Our security team is not big, it’s two permanent people. Security artists as we modestly call ourselves, 1-2 consultants and people in other teams who support our projects.
Our QA team is probably 4 times bigger and Sanjay will talk today about automating the process and utilizing QA unit tests, thousand of them to implement security.
What remained unchanged here is a necessity to review the results and start working with developers on remediation.
What we try to avoid are tools that generate a lot of false positives, because it creates road block for automation
I took it from a Lean Startup conference and I think it’s very appropriate for our sec transformation process.
Sec as code is overstatement.

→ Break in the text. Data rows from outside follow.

//! Context construction parameters.

/// Tuning knobs for a [`crate::Context`].
///
/// The defaults carry the tuning the renderer shipped with; they are
/// fields rather than constants so integrations can size the transient
/// rings for their workload.
#[derive(Debug, Clone)]
pub struct ContextConfig {
    /// Capacity of the transient ring buffer backing constant data and
    /// dynamic geometry, in bytes.
    pub transient_ring_capacity: usize,
    /// Capacity of the occlusion-query result ring buffer, in bytes.
    pub query_ring_capacity: usize,
    /// Alignment of constant-buffer allocations in the transient ring.
    pub constant_alignment: usize,
    /// Alignment of query-result slots in the query ring.
    pub query_alignment: usize,
    /// Minimum bytes kept contiguous by every transient allocation.
    ///
    /// Shaders may declare a constant buffer larger than the data the
    /// engine actually binds; reserving this floor keeps such tail reads
    /// inside the ring. Allocations smaller than the floor wrap as if they
    /// were this large.
    pub transient_reservation_floor: usize,
    /// Number of frames that may be in flight at once.
    pub frame_queue_depth: usize,
}

impl Default for ContextConfig {
    fn default() -> Self {
        ContextConfig {
            transient_ring_capacity: 16 * 1024 * 1024,
            query_ring_capacity: 32 * 1024,
            constant_alignment: 256,
            query_alignment: 8,
            transient_reservation_floor: 1424,
            frame_queue_depth: 3,
        }
    }
}
use crate::shader::ShaderId;
use dxmetal_dxbc::DxbcError;
use dxmetal_metal::MetalError;
use thiserror::Error;

/// Errors from pipeline allocation.
///
/// A compile failure or a reflection mismatch indicates an upstream shader
/// code-generation bug, not a recoverable runtime condition; callers log
/// and drop the draw.
#[derive(Debug, Error)]
pub enum PipelineError {
    /// The backend rejected the pipeline.
    #[error("pipeline compilation failed: {0}")]
    Compilation(#[from] MetalError),

    /// Backend reflection disagrees with the source shader's reflection.
    #[error("pipeline reflection mismatch: {0}")]
    ReflectionMismatch(String),

    /// A shader id in the configuration is not registered.
    #[error("pipeline references unknown shader {0:?}")]
    MissingShader(ShaderId),

    /// The configuration names no shaders at all.
    #[error("pipeline configuration names no shaders")]
    EmptyConfiguration,
}

/// Errors surfaced by [`crate::Context`] operations.
#[derive(Debug, Error)]
pub enum ContextError {
    /// Shader bytecode failed to parse. The shader is not registered.
    #[error("shader reflection parse failed: {0}")]
    ShaderParse(#[from] DxbcError),

    /// A backend object could not be created.
    #[error(transparent)]
    Metal(#[from] MetalError),

    /// Pipeline allocation failed.
    #[error(transparent)]
    Pipeline(#[from] PipelineError),

    /// An operation referenced an unregistered shader.
    #[error("unknown shader {0:?}")]
    UnknownShader(ShaderId),

    /// A second occlusion query was begun while one is active. The backend
    /// supports at most one visibility counter at a time.
    #[error("an occlusion query is already active")]
    QueryAlreadyActive,

    /// An operation referenced an unknown occlusion query.
    #[error("unknown occlusion query")]
    UnknownQuery,

    /// A draw or dispatch was issued without the required shaders bound.
    #[error("draw issued without a {0} shader bound")]
    MissingBoundShader(&'static str),

    /// An indexed draw was issued without an index buffer bound.
    #[error("indexed draw issued without an index buffer bound")]
    MissingIndexBuffer,

    /// A transient allocation was larger than its ring buffer.
    #[error("transient allocation of {size} bytes exceeds the {capacity} byte ring")]
    TransientAllocationTooLarge {
        /// Requested allocation size, including the reservation floor.
        size: usize,
        /// Total ring capacity.
        capacity: usize,
    },
}
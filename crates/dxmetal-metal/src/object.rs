//! Object traits modeling retained Metal protocol objects.
//!
//! Handles are `Arc<dyn Trait>`: cloning a handle is the retain, dropping
//! it the release. Raw retain/release never appears outside a backend
//! implementation.

use crate::error::MetalError;
use crate::format::{PixelFormat, StorageMode};
use std::fmt::Debug;
use std::sync::Arc;

/// A GPU buffer.
pub trait MtlBuffer: Debug + Send + Sync {
    /// Byte length of the buffer.
    fn length(&self) -> usize;
    /// Storage mode the buffer was created with.
    fn storage_mode(&self) -> StorageMode;
    /// Writes `data` at `offset`. Fails on out-of-bounds ranges and on
    /// GPU-private buffers.
    fn write(&self, offset: usize, data: &[u8]) -> Result<(), MetalError>;
    /// Reads `len` bytes at `offset`. Fails on out-of-bounds ranges and on
    /// GPU-private buffers.
    fn read(&self, offset: usize, len: usize) -> Result<Vec<u8>, MetalError>;
    /// Stable identity of the underlying allocation.
    fn buffer_id(&self) -> u64;
}

/// A GPU texture.
pub trait MtlTexture: Debug + Send + Sync {
    /// Width in texels.
    fn width(&self) -> u32;
    /// Height in texels.
    fn height(&self) -> u32;
    /// Pixel format.
    fn pixel_format(&self) -> PixelFormat;
    /// Stable identity of the underlying allocation. Two handles to the
    /// same texture compare equal by this id.
    fn texture_id(&self) -> u64;
}

/// A compiled shader function.
pub trait MtlFunction: Debug + Send + Sync {
    /// Entry point name.
    fn name(&self) -> &str;
    /// The MSL source this function was compiled from.
    fn source(&self) -> &str;
}

/// An immutable sampler state object.
pub trait MtlSamplerState: Debug + Send + Sync {
    /// Stable identity of the state object.
    fn sampler_id(&self) -> u64;
}

/// An immutable depth/stencil state object.
pub trait MtlDepthStencilState: Debug + Send + Sync {
    /// Stable identity of the state object.
    fn depth_stencil_id(&self) -> u64;
}

/// A compiled render pipeline.
pub trait MtlRenderPipelineState: Debug + Send + Sync {
    /// Stable identity of the pipeline object.
    fn pipeline_id(&self) -> u64;
}

/// A compiled compute pipeline.
pub trait MtlComputePipelineState: Debug + Send + Sync {
    /// Stable identity of the pipeline object.
    fn pipeline_id(&self) -> u64;
}

/// A presentable surface (one frame of the swapchain).
pub trait MtlDrawable: Debug + Send + Sync {
    /// The texture rendering targets.
    fn texture(&self) -> TextureHandle;
}

/// Shared handle to a [`MtlBuffer`].
pub type BufferHandle = Arc<dyn MtlBuffer>;
/// Shared handle to a [`MtlTexture`].
pub type TextureHandle = Arc<dyn MtlTexture>;
/// Shared handle to a [`MtlFunction`].
pub type FunctionHandle = Arc<dyn MtlFunction>;
/// Shared handle to a [`MtlSamplerState`].
pub type SamplerHandle = Arc<dyn MtlSamplerState>;
/// Shared handle to a [`MtlDepthStencilState`].
pub type DepthStencilHandle = Arc<dyn MtlDepthStencilState>;
/// Shared handle to a [`MtlRenderPipelineState`].
pub type RenderPipelineHandle = Arc<dyn MtlRenderPipelineState>;
/// Shared handle to a [`MtlComputePipelineState`].
pub type ComputePipelineHandle = Arc<dyn MtlComputePipelineState>;
/// Shared handle to a [`MtlDrawable`].
pub type DrawableHandle = Arc<dyn MtlDrawable>;

/// Returns `true` when both handles refer to the same texture allocation.
pub fn same_texture(a: &TextureHandle, b: &TextureHandle) -> bool {
    a.texture_id() == b.texture_id()
}
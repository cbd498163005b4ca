//! A typed model of the Metal protocol surface used by the `dxmetal`
//! translation layer.
//!
//! Backends implement the traits in [`device`], [`encoder`] and [`object`];
//! the translation layer is written entirely against them. Retained
//! protocol objects are `Arc<dyn Trait>` handles: cloning is the retain,
//! dropping the release.
//!
//! The [`testing`] module (behind the `test-utils` feature) provides a
//! recording backend that logs every encoder call for assertions.

#![forbid(unsafe_code)]
#![deny(missing_docs)]

/// Device capability snapshot.
pub mod capabilities;
/// Plain-data creation descriptors.
pub mod descriptor;
/// Device, queue and command buffer traits.
pub mod device;
/// Command encoder traits.
pub mod encoder;
mod error;
/// Formats and fixed-function state enums.
pub mod format;
/// Object traits and shared handles.
pub mod object;
/// Backend pipeline reflection types.
pub mod reflection;

/// Recording backend for tests.
#[cfg(any(test, feature = "test-utils"))]
pub mod testing;

pub use crate::capabilities::Capabilities;
pub use crate::descriptor::{
    ColorAttachmentBlend, ComputePipelineDescriptor, DepthStencilDescriptor,
    RenderPassColorAttachment, RenderPassDepthAttachment, RenderPassDescriptor,
    RenderPassStencilAttachment, RenderPipelineColorAttachment, RenderPipelineDescriptor,
    SamplerDescriptor, StencilDescriptor, VertexAttribute, VertexBufferLayout, VertexDescriptor,
    VertexStepFunction, MAX_COLOR_ATTACHMENTS,
};
pub use crate::device::{CompletionHandler, MtlCommandBuffer, MtlCommandQueue, MtlDevice};
pub use crate::encoder::{
    MtlBlitCommandEncoder, MtlCommandEncoder, MtlComputeCommandEncoder, MtlRenderCommandEncoder,
};
pub use crate::error::MetalError;
pub use crate::format::{
    BlendFactor, BlendOperation, ClearColor, ColorWriteMask, CompareFunction, CullMode,
    DepthClipMode, IndexType, LoadAction, PixelFormat, PrimitiveType, SamplerAddressMode,
    SamplerFilter, SamplerMipFilter, ScissorRect, StencilOperation, StorageMode, StoreAction,
    TriangleFillMode, VertexFormat, Viewport, VisibilityResultMode, Winding,
};
pub use crate::object::{
    same_texture, BufferHandle, ComputePipelineHandle, DepthStencilHandle, DrawableHandle,
    FunctionHandle, MtlBuffer, MtlComputePipelineState, MtlDepthStencilState, MtlDrawable,
    MtlFunction, MtlRenderPipelineState, MtlSamplerState, MtlTexture, RenderPipelineHandle,
    SamplerHandle, TextureHandle,
};
pub use crate::reflection::{ArgumentKind, PipelineArgument, PipelineReflection, StructMember};
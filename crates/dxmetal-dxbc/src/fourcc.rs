use core::fmt;

/// A four-character chunk identifier (e.g. `DXBC`, `RDEF`, `ISGN`).
#[derive(Copy, Clone, PartialEq, Eq, Hash)]
pub struct FourCC(pub [u8; 4]);

impl FourCC {
    /// Returns the identifier as a `str` if all four bytes are printable
    /// ASCII, otherwise `None`.
    pub fn as_str(&self) -> Option<&str> {
        if self.0.iter().all(|&b| (0x20..0x7F).contains(&b)) {
            core::str::from_utf8(&self.0).ok()
        } else {
            None
        }
    }
}

impl fmt::Display for FourCC {
    fn fmt(&self, f: &mut fmt::Formatter<'_>) -> fmt::Result {
        match self.as_str() {
            Some(s) => f.write_str(s),
            None => write!(
                f,
                "{:02x}{:02x}{:02x}{:02x}",
                self.0[0], self.0[1], self.0[2], self.0[3]
            ),
        }
    }
}

impl fmt::Debug for FourCC {
    fn fmt(&self, f: &mut fmt::Formatter<'_>) -> fmt::Result {
        write!(f, "FourCC({self})")
    }
}

#[cfg(test)]
mod tests {
    use super::*;

    #[test]
    fn printable_fourcc_displays_ascii() {
        assert_eq!(FourCC(*b"RDEF").to_string(), "RDEF");
    }

    #[test]
    fn non_printable_fourcc_displays_hex() {
        assert_eq!(FourCC([0x01, 0x02, 0xFF, 0x41]).to_string(), "0102ff41");
    }
}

You can’t solve all your security problems just by writing code. You need to do more than that.
That sec automation job does include writing code, creating sec services and an agile security process, but don’t forget about “security artists” who can make sense of tons of data generated by scanners and other tools, because security is still very much like politics, which is an art of possibilities
I’m still missing the old process a bit and ask myself often: did we through out any babies with bath waters during this transformation? The answer is probably “yes”, but this is the nature of any agile approach, it usually bears bigger risks, not only in security domain and we’ll have to live with it.
Security artists are people who can make sense of ravings generated by security tools.